The fieldChanged 'ON_LOAD' value tells the rule to run when there is no fieldChanged value, that is, it is under the event OnLoad or PostSaveClient

The full ruleset should look as follows:

{
#include "JayRule Ruleset Overlay JS",

    ruleset : {
        name : 'Acme Rental Car - OnFieldState',

        ruleInitialise : {
            ruleCondition : true,

            ruleAction : function(ntf) {
                ntf.isOnLoad = !ntf.context.fieldChanged;
            }

        },

        ruleMandateMainFields : {
            ruleCondition : { 
                ntf : { isOnLoad : true }
            },

            ruleAction : function(ntf) { 
                var ft3 = ntf.scope;
                ft3.mandateField('carMake', true);
                ft3.mandateField('carModel', true);

                ft3.enableField('createdByUser', false);

                ft3.showField('reasonDecommissioned', false);
            }
        },

        ruleShowReasonDecommissioned : {
            ruleCondition : { 
                fieldChanged : ['ON_LOAD', 'decommissionedDate']
            },

            ruleAction : function(ntf) { 
                var ft3 = ntf.scope;
                // if decommissioned date is set, set flag true, else false
                var flag = ntf.document.decommissionedDate ? true : false;

                ft3.showField('reasonDecommissioned', flag);
            }
        }

    }
}

Step 4. Testing

  • Open a new or existing Acme Car Rental document. If already open, reload the page to refresh the ruleset in memory.

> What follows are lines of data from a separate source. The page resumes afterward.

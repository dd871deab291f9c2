//! Language-model interaction with rate limiting, timeouts and backoff.
//!
//! - [`LanguageModel`]: core trait, `complete(prompt, schema) -> raw reply`
//! - [`AwfulJadeModel`]: adapts `awful_aj::api::ask` to the trait
//! - [`GuardedModel`]: decorator adding the per-minute quota, a per-call
//!   timeout and retries on rate-limit/timeout/unavailable errors
//!
//! The backoff used here is configured separately from the fetcher's, so a
//! throttled model endpoint never slows down page fetching.

use crate::error::LlmError;
use crate::models::FieldTemplate;
use crate::ratelimit::ModelLimiter;
use crate::retry::RetryPolicy;
use awful_aj::api::ask;
use awful_aj::{config::AwfulJadeConfig, template::ChatTemplate};
use std::fmt;
use std::time::{Duration, Instant};
use tracing::{info, instrument, warn};

/// A structured-completion endpoint.
///
/// Implementations return the model's raw reply; validation against `schema`
/// happens in the extractor.
pub trait LanguageModel {
    async fn complete(&self, prompt: &str, schema: &FieldTemplate) -> Result<String, LlmError>;
}

/// Wrapper around `awful_aj::api::ask`.
pub struct AwfulJadeModel {
    config: AwfulJadeConfig,
    template: ChatTemplate,
}

impl AwfulJadeModel {
    pub fn new(config: AwfulJadeConfig, template: ChatTemplate) -> Self {
        Self { config, template }
    }

    /// The text actually sent: field instructions followed by the article.
    pub fn compose(prompt: &str, schema: &FieldTemplate) -> String {
        format!("{}\n\n{}", schema.instructions(), prompt)
    }
}

impl fmt::Debug for AwfulJadeModel {
    fn fmt(&self, f: &mut fmt::Formatter<'_>) -> fmt::Result {
        f.debug_struct("AwfulJadeModel").finish_non_exhaustive()
    }
}

impl LanguageModel for AwfulJadeModel {
    #[instrument(level = "info", skip_all)]
    async fn complete(&self, prompt: &str, schema: &FieldTemplate) -> Result<String, LlmError> {
        let t0 = Instant::now();
        let text = Self::compose(prompt, schema);
        match ask(&self.config, text, &self.template, None, None).await {
            Ok(reply) => Ok(reply),
            Err(e) => {
                let message = e.to_string();
                warn!(elapsed_ms = t0.elapsed().as_millis() as u64, error = %message, "API call failed");
                Err(LlmError::classify(&message))
            }
        }
    }
}

/// Decorator enforcing the model quota, a per-call timeout and retries.
pub struct GuardedModel<M> {
    inner: M,
    limiter: ModelLimiter,
    retry: RetryPolicy,
    timeout: Duration,
}

impl<M> GuardedModel<M> {
    pub fn new(inner: M, limiter: ModelLimiter, retry: RetryPolicy, timeout: Duration) -> Self {
        Self {
            inner,
            limiter,
            retry,
            timeout,
        }
    }

    #[cfg(test)]
    pub fn inner(&self) -> &M {
        &self.inner
    }
}

impl<M> fmt::Debug for GuardedModel<M> {
    fn fmt(&self, f: &mut fmt::Formatter<'_>) -> fmt::Result {
        f.debug_struct("GuardedModel")
            .field("retry", &self.retry)
            .field("timeout", &self.timeout)
            .finish()
    }
}

impl<M: LanguageModel> LanguageModel for GuardedModel<M> {
    #[instrument(level = "info", skip_all)]
    async fn complete(&self, prompt: &str, schema: &FieldTemplate) -> Result<String, LlmError> {
        let t0 = Instant::now();
        let (result, attempts) = self
            .retry
            .run(
                "model_complete",
                move |_| async move {
                    self.limiter.acquire().await;
                    match tokio::time::timeout(self.timeout, self.inner.complete(prompt, schema)).await {
                        Ok(result) => result,
                        Err(_) => Err(LlmError::Timeout),
                    }
                },
                LlmError::is_retryable,
            )
            .await;
        if result.is_ok() {
            info!(
                attempts,
                elapsed_ms_total = t0.elapsed().as_millis() as u64,
                "model call succeeded"
            );
        }
        result
    }
}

  • Select a date in the "Decommissioned Date" field.

  • The field "Reason Decommissioned" should be displayed.

  • Clear the date in "Decommissioned Date"

  • The field "Reason Decommissioned" should vanish.

  • Again, select a date in the "Decommissioned Date" field.

  • The field "Reason Decommissioned" should be displayed.

  • Save the document.

  • Reload the document.

  • The document should now open with the field "Reason Decommissioned" displayed.

If the above is true, you have successfully set up your OnFieldState ruleset!

Lesson Items covered

  • The OnFieldState ruleset concept
  • OnFieldState condition coding.
  • Use of multiple rulesets for a document event.
  • Sharing of common rulesets over multiple document events.